In the data below, find the line that contains "next.by_email.remove(&stale);" and the line that contains "the next reload.". Copy both, plus every line between them, exactly.

————

//! Client Index
//!
//! # API
//!
//! - `bulk_replace(records)` - Discard everything and repopulate atomically
//! - `upsert(record)` - Insert or overwrite one record
//! - `update(id, f)` - Modify an existing record in place
//! - `get_by_id(id)` / `get_by_email(email)` - Point lookups
//! - `search(city, name)` - Case-insensitive substring filter
//! - `delete(id)` - Remove one record from both mappings
//!
//! The secondary mapping stores ids, and email lookups resolve through the
//! primary mapping. An email lookup therefore always yields the same `Arc`
//! as the corresponding id lookup.

use std::collections::HashMap;
use std::sync::{Arc, RwLock, RwLockReadGuard, RwLockWriteGuard};

use serde::Serialize;

use crate::client::{ClientId, ClientRecord};

use super::errors::{IndexError, IndexResult};

/// Outcome of a bulk replace
#[derive(Debug, Clone, Copy, Default, PartialEq, Eq, Serialize)]
pub struct ReloadSummary {
    /// Records now retrievable by id
    pub loaded: usize,
    /// Input entries dropped for lack of an id
    pub skipped_without_id: usize,
    /// Loaded records reachable by id only
    pub without_email: usize,
}

#[derive(Debug, Default)]
struct IndexState {
    /// Primary mapping
    by_id: HashMap<ClientId, Arc<ClientRecord>>,
    /// Secondary mapping, lowercased email -> id
    by_email: HashMap<String, ClientId>,
}

impl IndexState {
    /// A replaced email keeps its entry until the next bulk replace.
    fn insert(&mut self, id: ClientId, record: Arc<ClientRecord>) {
        if let Some(email) = record.normalized_email() {
            self.by_email.insert(email, id);
        }
        self.by_id.insert(id, record);
    }

    fn resolve_email(&self, email: &str) -> Option<&Arc<ClientRecord>> {
        self.by_email
            .get(email)
            .and_then(|id| self.by_id.get(id))
    }
}

/// Concurrent in-memory client store
#[derive(Debug, Default)]
pub struct ClientIndex {
    state: RwLock<IndexState>,
}

impl ClientIndex {
    /// Create an empty index
    pub fn new() -> Self {
        Self::default()
    }

    fn read(&self, op: &'static str) -> IndexResult<RwLockReadGuard<'_, IndexState>> {
        self.state.read().map_err(|_| IndexError::LockPoisoned(op))
    }

    fn write(&self, op: &'static str) -> IndexResult<RwLockWriteGuard<'_, IndexState>> {
        self.state.write().map_err(|_| IndexError::LockPoisoned(op))
    }

    /// Replace the entire contents with `records`.
    ///
    /// The replacement maps are built before the lock is taken; the swap
    /// itself is a single assignment under the write lock. Entries without
    /// an id are skipped. When the input repeats an id, the last entry
    /// wins and the email of the earlier one is unmapped.
    pub fn bulk_replace(&self, records: Vec<ClientRecord>) -> IndexResult<ReloadSummary> {
        let mut next = IndexState {
            by_id: HashMap::with_capacity(records.len()),
            by_email: HashMap::with_capacity(records.len()),
        };
        let mut skipped_without_id = 0;

        for record in records {
            let Some(id) = record.id else {
                skipped_without_id += 1;
                continue;
            };

            if let Some(previous) = next.by_id.get(&id) {
                if let Some(stale) = previous.normalized_email() {
                    if next.by_email.get(&stale) == Some(&id) {
                        next.by_email.remove(&stale);
                    }
                }
            }
            next.insert(id, Arc::new(record));
        }

        let summary = ReloadSummary {
            loaded: next.by_id.len(),
            skipped_without_id,
            without_email: next
                .by_id
                .values()
                .filter(|r| r.normalized_email().is_none())
                .count(),
        };

        let previous = {
            let mut state = self.write("bulk_replace")?;
            std::mem::replace(&mut *state, next)
        };
        // Old contents are released after the lock is gone.
        drop(previous);

        Ok(summary)
    }

    /// Insert or overwrite a record.
    ///
    /// Returns `false` (and stores nothing) when the record has no id.
    ///
    /// If the record previously existed under a different email, the old
    /// email keeps resolving to this id. That leftover mapping is known
    /// and left in place; it disappears on delete or on the next reload.
    pub fn upsert(&self, record: ClientRecord) -> IndexResult<bool> {
        let Some(id) = record.id else {
            return Ok(false);
        };
        let record = Arc::new(record);

        let mut state = self.write("upsert")?;
        state.insert(id, record);
        Ok(true)
    }

    /// Modify an existing record in place.
    ///
    /// `modify` runs under the write lock against a copy of the current
    /// record; the result replaces it and its email is mapped. Unknown ids
    /// are left alone and yield `None`, so an update racing a reload that
    /// dropped the id cannot resurrect it. The id itself is restored after
    /// `modify` returns.
    pub fn update<F>(&self, id: ClientId, modify: F) -> IndexResult<Option<Arc<ClientRecord>>>
    where
        F: FnOnce(&mut ClientRecord),
    {
        let mut state = self.write("update")?;

        let Some(current) = state.by_id.get(&id) else {
            return Ok(None);
        };
        let mut next = ClientRecord::clone(current);
        modify(&mut next);
        next.id = Some(id);

        let next = Arc::new(next);
        state.insert(id, Arc::clone(&next));
        Ok(Some(next))
    }

    /// Look up a record by id
    pub fn get_by_id(&self, id: ClientId) -> IndexResult<Option<Arc<ClientRecord>>> {
        let state = self.read("get_by_id")?;
        Ok(state.by_id.get(&id).cloned())
    }

    /// Look up a record by email, ignoring case.
    ///
    /// An absent or empty email is simply not found.
    pub fn get_by_email(&self, email: Option<&str>) -> IndexResult<Option<Arc<ClientRecord>>> {
        let Some(email) = email.filter(|e| !e.is_empty()) else {
            return Ok(None);
        };
        let key = email.to_lowercase();

        let state = self.read("get_by_email")?;
        Ok(state.resolve_email(&key).cloned())
    }

    /// All records whose city and name contain the respective filters,
    /// ignoring case. Absent or empty filters match everything.
    ///
    /// Results are ordered by id.
    pub fn search(
        &self,
        city: Option<&str>,
        name: Option<&str>,
    ) -> IndexResult<Vec<Arc<ClientRecord>>> {
        let city = city.unwrap_or_default();
        let name = name.unwrap_or_default();

        let mut matches: Vec<_> = {
            let state = self.read("search")?;
            state
                .by_id
                .values()
                .filter(|r| {
                    ClientRecord::field_contains(r.city.as_deref(), city)
                        && ClientRecord::field_contains(r.name.as_deref(), name)
                })
                .cloned()
                .collect()
        };

        matches.sort_by_key(|r| r.id);
        Ok(matches)
    }

    /// Every record, ordered by id
    pub fn all(&self) -> IndexResult<Vec<Arc<ClientRecord>>> {
        self.search(None, None)
    }

    /// Remove a record.
    ///
    /// The email entry is removed only while it still resolves to the
    /// removed id, so an unrelated record that since claimed the same
    /// email stays reachable. Returns whether a record was removed.
    pub fn delete(&self, id: ClientId) -> IndexResult<bool> {
        let mut state = self.write("delete")?;

        let Some(removed) = state.by_id.remove(&id) else {
            return Ok(false);
        };

        if let Some(email) = removed.normalized_email() {
            if state.by_email.get(&email) == Some(&id) {
                state.by_email.remove(&email);
            }
        }

        Ok(true)
    }

    /// Number of records retrievable by id
    pub fn len(&self) -> IndexResult<usize> {
        Ok(self.read("len")?.by_id.len())
    }

    /// Check if empty
    pub fn is_empty(&self) -> IndexResult<bool> {
        Ok(self.len()? == 0)
    }
}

————

TASK ANSWER:
                        next.by_email.remove(&stale);
                    }
                }
            }
            next.insert(id, Arc::new(record));
        }

        let summary = ReloadSummary {
            loaded: next.by_id.len(),
            skipped_without_id,
            without_email: next
                .by_id
                .values()
                .filter(|r| r.normalized_email().is_none())
                .count(),
        };

        let previous = {
            let mut state = self.write("bulk_replace")?;
            std::mem::replace(&mut *state, next)
        };
        // Old contents are released after the lock is gone.
        drop(previous);

        Ok(summary)
    }

    /// Insert or overwrite a record.
    ///
    /// Returns `false` (and stores nothing) when the record has no id.
    ///
    /// If the record previously existed under a different email, the old
    /// email keeps resolving to this id. That leftover mapping is known
    /// and left in place; it disappears on delete or on the next reload.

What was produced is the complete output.